Me quedó muy claro que Gorbachov se había preparado muy bien para la reunión en el Kremlin. Conocía México, su historia y detalles de lo que ocurría en nuestro país. Fue muy elogioso de las reformas que llevábamos a cabo. “Me parecen una combinación de Glasnost con Perestroika”, dijo; “les deseo éxito”. De ahí pasamos a temas locales de la Unión Soviética y parte de la conversación se centró en el alcalde de Moscú: Boris Yeltsin, con quien yo me reuniría más tarde. Me preguntó si lo conocía y pidió mi opinión al respecto. “¿Con franqueza?” le pregunté. “Absoluta”, insistió.
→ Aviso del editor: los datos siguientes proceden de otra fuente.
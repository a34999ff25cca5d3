//! Sync error types

use thiserror::Error;

use super::types::RemoteMeta;

/// Errors returned by the merge engine
#[derive(Error, Debug, Clone, PartialEq, Eq)]
pub enum MergeError {
    #[error("Merge strategy is required")]
    MissingStrategy,
}

/// Errors returned by a sync cycle
#[derive(Error, Debug)]
pub enum SyncError {
    #[error("Merge failed: {0}")]
    Merge(#[from] MergeError),

    #[error("Sync already in progress for target: {0}")]
    InProgress(String),

    #[error("Remote collection changed during sync (expected {expected:?}, found {actual:?})")]
    RemoteConflict {
        expected: Option<RemoteMeta>,
        actual: Option<RemoteMeta>,
    },

    #[error("Database error: {0}")]
    Database(#[from] sqlx::Error),

    #[error("Serialization error: {0}")]
    Serialization(#[from] serde_json::Error),
}

/// Result type for sync storage and cycles
pub type Result<T> = std::result::Result<T, SyncError>;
Le dije que había seguido sus discursos; me parece, subrayé, que Yeltsin no tiene claro las restricciones que vienen con la responsabilidad de gobernar, frente a actuar solamente haciendo promesas. “No estoy seguro de que entiende los límites que imponen los recursos públicos y eso es clave para darle continuidad a sus reformas”, apunte en mis notas de la reunión. A petición de Gorbachov, le hice personalmente y con delicadeza algunas de estas reflexiones a Yeltsin, unas horas más tarde.
A lo largo de las reuniones que sostuvimos ese día, noté lo importante que eran para Gorbachov las palabras. Les daba su justa importancia. Era un gran conversador; metódico, ordenado en sus ideas y reflexivo. Escuchaba con atención a sus interlocutores y contestaba con argumentos de forma cuidadosa.
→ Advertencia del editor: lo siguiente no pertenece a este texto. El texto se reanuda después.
// This Source Code Form is subject to the terms of the Mozilla Public
// License, v. 2.0. If a copy of the MPL was not distributed with this
// file, You can obtain one at https://mozilla.org/MPL/2.0/.

//! Intensity tables: base energy intensities per standard and category,
//! plus the option catalog and modifier weights.
//!
//! A table is loaded once (from JSON or the built-in profile), validated,
//! and then only read. Document schema:
//!
//! ```json
//! {
//!   "categories": ["Space Heating", "Internal Lighting"],
//!   "standards": { "TEK87": { "Space Heating": 100, "Internal Lighting": 24 } },
//!   "options": { "Wall": { "options": ["No Change", "50mm"], "default": "No Change" } },
//!   "modifiers": { "Wall": { "Space Heating": -0.08 } }
//! }
//! ```

use std::path::Path;

use rustc_hash::FxHashMap;
use serde::{Deserialize, Serialize};

use crate::error::{Error, Result};
use crate::options::{OptionCatalog, OptionGroup, OptionList};

/// Category names of the built-in Norwegian residential profile.
pub const NORWEGIAN_CATEGORIES: [&str; 5] = [
    "Space Heating",
    "Service Water Heating",
    "Fans and Pumps",
    "Internal Lighting",
    "Miscellaneous",
];

/// Base intensities in kWh/m²/year keyed by category name.
pub type IntensityProfile = FxHashMap<String, f64>;

/// Per-category base intensities and modifier configuration.
///
/// Deserializing a table validates it.
#[derive(Debug, Clone, PartialEq, Serialize, Deserialize)]
#[serde(try_from = "RawTable")]
pub struct IntensityTable {
    categories: Vec<String>,
    standards: FxHashMap<String, IntensityProfile>,
    options: OptionCatalog,
    modifiers: FxHashMap<OptionGroup, FxHashMap<String, f64>>,
}

/// Document form, before validation.
#[derive(Deserialize)]
struct RawTable {
    categories: Vec<String>,
    standards: FxHashMap<String, IntensityProfile>,
    #[serde(default)]
    options: OptionCatalog,
    #[serde(default)]
    modifiers: FxHashMap<OptionGroup, FxHashMap<String, f64>>,
}

impl TryFrom<RawTable> for IntensityTable {
    type Error = Error;

    fn try_from(raw: RawTable) -> Result<Self> {
        let table = IntensityTable {
            categories: raw.categories,
            standards: raw.standards,
            options: raw.options,
            modifiers: raw.modifiers,
        };
        table.validate()?;
        Ok(table)
    }
}

impl IntensityTable {
    /// Creates an empty table over an ordered category set.
    pub fn new<I, S>(categories: I) -> Self
    where
        I: IntoIterator<Item = S>,
        S: Into<String>,
    {
        Self {
            categories: categories.into_iter().map(Into::into).collect(),
            standards: FxHashMap::default(),
            options: OptionCatalog::new(),
            modifiers: FxHashMap::default(),
        }
    }

    /// Adds or replaces the intensity profile of a standard.
    pub fn with_standard<I, S>(mut self, standard: impl Into<String>, intensities: I) -> Self
    where
        I: IntoIterator<Item = (S, f64)>,
        S: Into<String>,
    {
        self.standards.insert(
            standard.into(),
            intensities.into_iter().map(|(c, v)| (c.into(), v)).collect(),
        );
        self
    }

    pub fn with_options(mut self, group: OptionGroup, list: OptionList) -> Self {
        self.options.insert(group, list);
        self
    }

    /// Sets the weight `group` applies to `category`.
    pub fn with_modifier(
        mut self,
        group: OptionGroup,
        category: impl Into<String>,
        weight: f64,
    ) -> Self {
        self.modifiers
            .entry(group)
            .or_default()
            .insert(category.into(), weight);
        self
    }

    /// Parses and validates a JSON table document.
    pub fn from_json_str(json: &str) -> Result<Self> {
        // Parse the raw form so validation errors keep their own variant.
        let raw: RawTable = serde_json::from_str(json)?;
        let table = Self::try_from(raw)?;
        tracing::debug!(
            categories = table.categories.len(),
            standards = table.standards.len(),
            "Loaded intensity table"
        );
        Ok(table)
    }

    /// Reads and validates a JSON table document from disk.
    pub fn from_path(path: impl AsRef<Path>) -> Result<Self> {
        let path = path.as_ref();
        let json = std::fs::read_to_string(path).map_err(|source| Error::Io {
            path: path.to_path_buf(),
            source,
        })?;
        let table = Self::from_json_str(&json)?;
        tracing::info!(path = %path.display(), "Read intensity table");
        Ok(table)
    }

    pub fn to_json(&self) -> Result<String> {
        Ok(serde_json::to_string_pretty(self)?)
    }

    /// Norwegian single-family profiles for TEK87 and TEK97.
    pub fn builtin() -> Self {
        let [heating, water, fans, lighting, misc] = NORWEGIAN_CATEGORIES;
        Self::new(NORWEGIAN_CATEGORIES)
            .with_standard(
                "TEK87",
                [
                    (heating, 100.0),
                    (water, 20.0),
                    (fans, 6.0),
                    (lighting, 24.0),
                    (misc, 25.0),
                ],
            )
            .with_standard(
                "TEK97",
                [
                    (heating, 93.0),
                    (water, 31.0),
                    (fans, 8.0),
                    (lighting, 18.0),
                    (misc, 24.0),
                ],
            )
            .with_options(OptionGroup::Case, OptionList::new(["Single Family"]))
            .with_options(
                OptionGroup::Cities,
                OptionList::new(["Oslo", "Bergen", "Trondheim", "Tromsø"]).with_default("Oslo"),
            )
            .with_options(OptionGroup::Rotation, OptionList::new(["0", "90", "180", "270"]))
            .with_options(
                OptionGroup::Wall,
                OptionList::new(["No Change", "50mm", "100mm", "150mm"]).with_default("No Change"),
            )
            .with_options(
                OptionGroup::Glazing,
                OptionList::new(["No Change", "Double", "Triple"]).with_default("No Change"),
            )
            .with_options(
                OptionGroup::Photovoltaic,
                OptionList::new(["None", "Partial Roof", "Full Roof"]).with_default("None"),
            )
            .with_modifier(OptionGroup::Wall, heating, -0.08)
            .with_modifier(OptionGroup::Glazing, heating, -0.05)
            .with_modifier(OptionGroup::Photovoltaic, misc, -0.25)
    }

    /// Ordered category names.
    pub fn categories(&self) -> &[String] {
        &self.categories
    }

    /// Standard names in lexical order.
    pub fn standard_names(&self) -> Vec<&str> {
        let mut names: Vec<&str> = self.standards.keys().map(String::as_str).collect();
        names.sort_unstable();
        names
    }

    pub fn options(&self) -> &OptionCatalog {
        &self.options
    }

    /// Returns the intensity profile of a standard.
    pub fn profile(&self, standard: &str) -> Result<&IntensityProfile> {
        self.standards
            .get(standard)
            .ok_or_else(|| Error::MissingStandard(standard.to_string()))
    }

    /// Base intensity of `category` under `standard` (kWh/m²/year).
    pub fn base_intensity(&self, standard: &str, category: &str) -> Result<f64> {
        self.profile(standard)?
            .get(category)
            .copied()
            .ok_or_else(|| Error::MissingIntensity {
                standard: standard.to_string(),
                category: category.to_string(),
            })
    }

    /// Modifier weights that apply to `category`, in group order.
    pub fn modifier_weights<'a>(
        &'a self,
        category: &'a str,
    ) -> impl Iterator<Item = (OptionGroup, f64)> + 'a {
        OptionGroup::ALL.into_iter().filter_map(move |group| {
            self.modifiers
                .get(&group)
                .and_then(|weights| weights.get(category))
                .map(|&w| (group, w))
        })
    }

    /// Checks the table for internal consistency.
    pub fn validate(&self) -> Result<()> {
        if self.categories.is_empty() {
            return Err(Error::InvalidTable("no categories".into()));
        }
        for (i, category) in self.categories.iter().enumerate() {
            if self.categories[..i].contains(category) {
                return Err(Error::InvalidTable(format!(
                    "category '{}' is listed twice",
                    category
                )));
            }
        }

        if self.standards.is_empty() {
            return Err(Error::InvalidTable("no standards".into()));
        }
        for (standard, profile) in &self.standards {
            for category in &self.categories {
                match profile.get(category) {
                    Some(v) if v.is_finite() && *v >= 0.0 => {}
                    Some(v) => {
                        return Err(Error::InvalidTable(format!(
                            "standard '{}' has invalid intensity {} for '{}'",
                            standard, v, category
                        )))
                    }
                    None => {
                        return Err(Error::MissingIntensity {
                            standard: standard.clone(),
                            category: category.clone(),
                        })
                    }
                }
            }
            if let Some(extra) = profile.keys().find(|k| !self.categories.contains(*k)) {
                return Err(Error::InvalidTable(format!(
                    "standard '{}' lists unknown category '{}'",
                    standard, extra
                )));
            }
        }

        self.options.validate()?;

        for (&group, weights) in &self.modifiers {
            if !group.accepts_modifiers() {
                return Err(Error::InvalidTable(format!(
                    "{} cannot carry modifier weights",
                    group
                )));
            }
            let list = self.options.get(group).ok_or_else(|| {
                Error::InvalidTable(format!("{} modifiers have no option list", group))
            })?;
            // The factor is linear in the level, so the extremes bound it.
            let (lo, hi) = list.level_range().unwrap_or((0.0, 0.0));
            for (category, &weight) in weights {
                if !self.categories.contains(category) {
                    return Err(Error::InvalidTable(format!(
                        "{} modifier references unknown category '{}'",
                        group, category
                    )));
                }
                if !weight.is_finite() {
                    return Err(Error::InvalidTable(format!(
                        "{} weight for '{}' is not finite",
                        group, category
                    )));
                }
                if 1.0 + weight * lo < 0.0 || 1.0 + weight * hi < 0.0 {
                    return Err(Error::InvalidTable(format!(
                        "{} weight {} makes '{}' negative",
                        group, weight, category
                    )));
                }
            }
        }

        Ok(())
    }
}

impl Default for IntensityTable {
    fn default() -> Self {
        Self::builtin()
    }
}

#[cfg(test)]
mod tests {
    use super::*;

    #[test]
    fn builtin_is_valid() {
        let table = IntensityTable::builtin();
        table.validate().unwrap();
        assert_eq!(table.categories().len(), 5);
        assert_eq!(table.standard_names(), vec!["TEK87", "TEK97"]);
        assert_eq!(table.base_intensity("TEK97", "Space Heating").unwrap(), 93.0);
    }

    #[test]
    fn missing_standard_and_category() {
        let table = IntensityTable::builtin();
        assert!(matches!(
            table.base_intensity("TEK17", "Space Heating"),
            Err(Error::MissingStandard(_))
        ));
        assert!(matches!(
            table.base_intensity("TEK87", "Cooling"),
            Err(Error::MissingIntensity { .. })
        ));
    }

    #[test]
    fn modifier_weights_follow_group_order() {
        let table = IntensityTable::builtin();
        let weights: Vec<_> = table.modifier_weights("Space Heating").collect();
        assert_eq!(
            weights,
            vec![(OptionGroup::Wall, -0.08), (OptionGroup::Glazing, -0.05)]
        );
        assert_eq!(table.modifier_weights("Fans and Pumps").count(), 0);
    }

    #[test]
    fn json_document_round_trip() {
        let table = IntensityTable::builtin();
        let json = table.to_json().unwrap();
        let parsed = IntensityTable::from_json_str(&json).unwrap();
        assert_eq!(parsed, table);
    }

    #[test]
    fn rejects_incomplete_standard() {
        let json = r#"{
            "categories": ["Heating", "Lighting"],
            "standards": { "TEK87": { "Heating": 100 } }
        }"#;
        let err = IntensityTable::from_json_str(json).unwrap_err();
        assert!(matches!(err, Error::MissingIntensity { .. }));
        assert!(err.is_configuration());
    }

    #[test]
    fn rejects_modifier_on_unknown_category() {
        let table = IntensityTable::new(["Heating"])
            .with_standard("A", [("Heating", 1.0)])
            .with_options(OptionGroup::Wall, OptionList::new(["x", "y"]))
            .with_modifier(OptionGroup::Wall, "Cooling", 0.1);
        assert!(table.validate().is_err());
    }

    #[test]
    fn rejects_negative_factor() {
        let table = IntensityTable::new(["Heating"])
            .with_standard("A", [("Heating", 1.0)])
            .with_options(OptionGroup::Wall, OptionList::new(["a", "b", "c"]))
            .with_modifier(OptionGroup::Wall, "Heating", -0.6);
        assert!(matches!(table.validate(), Err(Error::InvalidTable(_))));
    }

    #[test]
    fn rejects_modifier_on_rotation() {
        let table = IntensityTable::new(["Heating"])
            .with_standard("A", [("Heating", 1.0)])
            .with_options(OptionGroup::Rotation, OptionList::new(["0", "90"]))
            .with_modifier(OptionGroup::Rotation, "Heating", 0.1);
        assert!(table.validate().is_err());
    }

    #[test]
    fn deserializing_validates() {
        let json = r#"{
            "categories": ["Heating"],
            "standards": { "TEK87": { "Heating": 100 } },
            "options": { "Wall": { "options": [] } }
        }"#;
        let err = serde_json::from_str::<IntensityTable>(json).unwrap_err();
        assert!(err.to_string().contains("Wall option list is empty"));

        let err = IntensityTable::from_json_str(json).unwrap_err();
        assert!(matches!(err, Error::InvalidTable(_)));
    }

    #[test]
    fn malformed_json_is_configuration_error() {
        let err = IntensityTable::from_json_str("{ \"categories\": 3 }").unwrap_err();
        assert!(matches!(err, Error::Json(_)));
    }

    #[test]
    fn missing_file_is_configuration_error() {
        let err = IntensityTable::from_path("/nonexistent/table.json").unwrap_err();
        assert!(matches!(err, Error::Io { .. }));
        assert!(err.is_configuration());
    }
}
Al finalizar la última reunión oficial, en un ambiente más relajado y también fuera de protocolo, lo invité a México; le comenté del artículo de The New York Times que hablaba de la “salinastroika”. Lo leí, me dijo sonriendo. “Creo que usted me debe derechos de autor”, bromeó.
Esa visita a México ya nunca pudo hacerla como jefe de Estado. Un golpe de mano de Boris Yeltsin y su Nomenclatura acortó su mandato. El 8 de diciembre de 1991, en un coto de caza del bosque de Belavesha, los mandatarios de tres de las 15 repúblicas que integraban la Unión Soviética (Bielorrusia, Rusia y Ucrania) acordaron y firmaron la disolución oficial del Estado soviético, con 74 años de existencia.
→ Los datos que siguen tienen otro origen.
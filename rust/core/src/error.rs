// This Source Code Form is subject to the terms of the Mozilla Public
// License, v. 2.0. If a copy of the MPL was not distributed with this
// file, You can obtain one at https://mozilla.org/MPL/2.0/.

//! Error types for parameter validation and intensity table lookups.

use std::path::PathBuf;

use crate::options::OptionGroup;

/// Result type alias for estimation operations.
pub type Result<T> = std::result::Result<T, Error>;

/// Coarse classification of an [`Error`].
///
/// Validation errors mean the caller supplied a bad parameter and should
/// re-prompt. Configuration errors mean the intensity table is incomplete
/// or could not be loaded.
#[derive(Debug, Clone, Copy, PartialEq, Eq)]
pub enum ErrorKind {
    Validation,
    Configuration,
}

/// Errors that can occur while validating input or resolving the table.
#[derive(Debug, thiserror::Error)]
pub enum Error {
    /// Gross floor area is not a finite positive number.
    #[error("gross floor area must be a positive number, got {0}")]
    InvalidFloorArea(f64),

    /// Gross floor area is so large that the energy overflows.
    #[error("gross floor area {0} is too large to estimate")]
    FloorAreaTooLarge(f64),

    /// Improvement percentage is not a number.
    #[error("improvement percentage must be a number, got {0}")]
    InvalidImprovement(f64),

    /// A selection is not part of its option list and the list has no default.
    #[error("'{value}' is not a {group} option")]
    UnknownOption { group: OptionGroup, value: String },

    /// Coordinates could not be parsed or are out of range.
    #[error("invalid coordinates: {0}")]
    InvalidCoordinates(String),

    /// The requested standard/era has no intensity profile.
    #[error("no intensity profile for standard '{0}'")]
    MissingStandard(String),

    /// A standard lacks the base intensity of a category.
    #[error("standard '{standard}' has no base intensity for '{category}'")]
    MissingIntensity { standard: String, category: String },

    /// The table document is structurally inconsistent.
    #[error("invalid intensity table: {0}")]
    InvalidTable(String),

    /// The table file could not be read.
    #[error("failed to read intensity table {path}: {source}")]
    Io {
        path: PathBuf,
        #[source]
        source: std::io::Error,
    },

    /// The table document is not valid JSON for the expected schema.
    #[error("malformed intensity table: {0}")]
    Json(#[from] serde_json::Error),
}

impl Error {
    /// Returns whether this is a validation or a configuration failure.
    pub fn kind(&self) -> ErrorKind {
        match self {
            Error::InvalidFloorArea(_)
            | Error::FloorAreaTooLarge(_)
            | Error::InvalidImprovement(_)
            | Error::UnknownOption { .. }
            | Error::InvalidCoordinates(_) => ErrorKind::Validation,
            Error::MissingStandard(_)
            | Error::MissingIntensity { .. }
            | Error::InvalidTable(_)
            | Error::Io { .. }
            | Error::Json(_) => ErrorKind::Configuration,
        }
    }

    pub fn is_validation(&self) -> bool {
        self.kind() == ErrorKind::Validation
    }

    pub fn is_configuration(&self) -> bool {
        self.kind() == ErrorKind::Configuration
    }
}

#[cfg(test)]
mod tests {
    use super::*;

    #[test]
    fn classifies_validation_errors() {
        assert!(Error::InvalidFloorArea(0.0).is_validation());
        assert!(Error::FloorAreaTooLarge(f64::MAX).is_validation());
        let unknown = Error::UnknownOption {
            group: OptionGroup::Wall,
            value: "300mm".to_string(),
        };
        assert_eq!(unknown.kind(), ErrorKind::Validation);
        assert_eq!(unknown.to_string(), "'300mm' is not a Wall option");
    }

    #[test]
    fn classifies_configuration_errors() {
        assert!(Error::MissingStandard("TEK10".to_string()).is_configuration());
        let err = serde_json::from_str::<serde_json::Value>("{").unwrap_err();
        assert!(Error::from(err).is_configuration());
    }
}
Han pasado 30 años de ese evento -una generación completa- y el balance histórico de su gestión todavía no puede hacerse con justicia.
Fue un acto político extremo, ni legítimo ni democrático, ya que nueve meses antes, 76% de los ciudadanos votó en un referéndum a favor de mantener la Unión. Esto tres ministros, liderados por Boris Yeltsin, determinaron abolir una nación con 286 millones de habitantes y un inmenso arsenal nuclear, quizá, como lo han señalado algunos historiadores, para proteger la corrupción con la que actuaban y ocultar su ineptitud.
Consumado el golpe de Estado, parte de la prensa mundial se apresuró a simplificar los hechos y, como suele suceder, acabaron por crear un estereotipo. Olvidaron las reformas democráticas y de mercado introducidas por Mijaíl Gorbachov; desconocieron los elogios que ellos mismos habían dirigido a ese proceso innovador y, de regreso a los juicios previos a la reforma, convirtieron la historia soviética, compleja y problemática, en un resumen: “Acabaron siete décadas de un Estado rígido y represor”, título un diario británico, el cual olvidó los elogios y agradecimientos de Churchill a la esencial participación soviética para derrotar al nazismo durante la Segunda Guerra Mundial.
A pesar de la tragedia humana que representó la caída de las fuerzas productivas en los años noventa (la economía se desplomó en 50%, y la inversión productiva en 80%) y del renovado poderío de los oligarcas, es posible que una Unión Soviética reformada hubiera significado una mejor opción para el pueblo y para la vida de ese gran Estado.
Lo que sobrevino fue una cadena de hechos trágicos: guerras civiles en varias de las naciones que la integraban; con ellas, la masacre de miles y miles de habitantes y, en seguida, el desplazamiento de millones de personas. La “des- modernización” trajo consigo la pobreza y la continua aparición de trastornos sociales inéditos, muchos de ellos todavía vigentes, destacando por lo trágico, la invasión de Rusia a Ucrania.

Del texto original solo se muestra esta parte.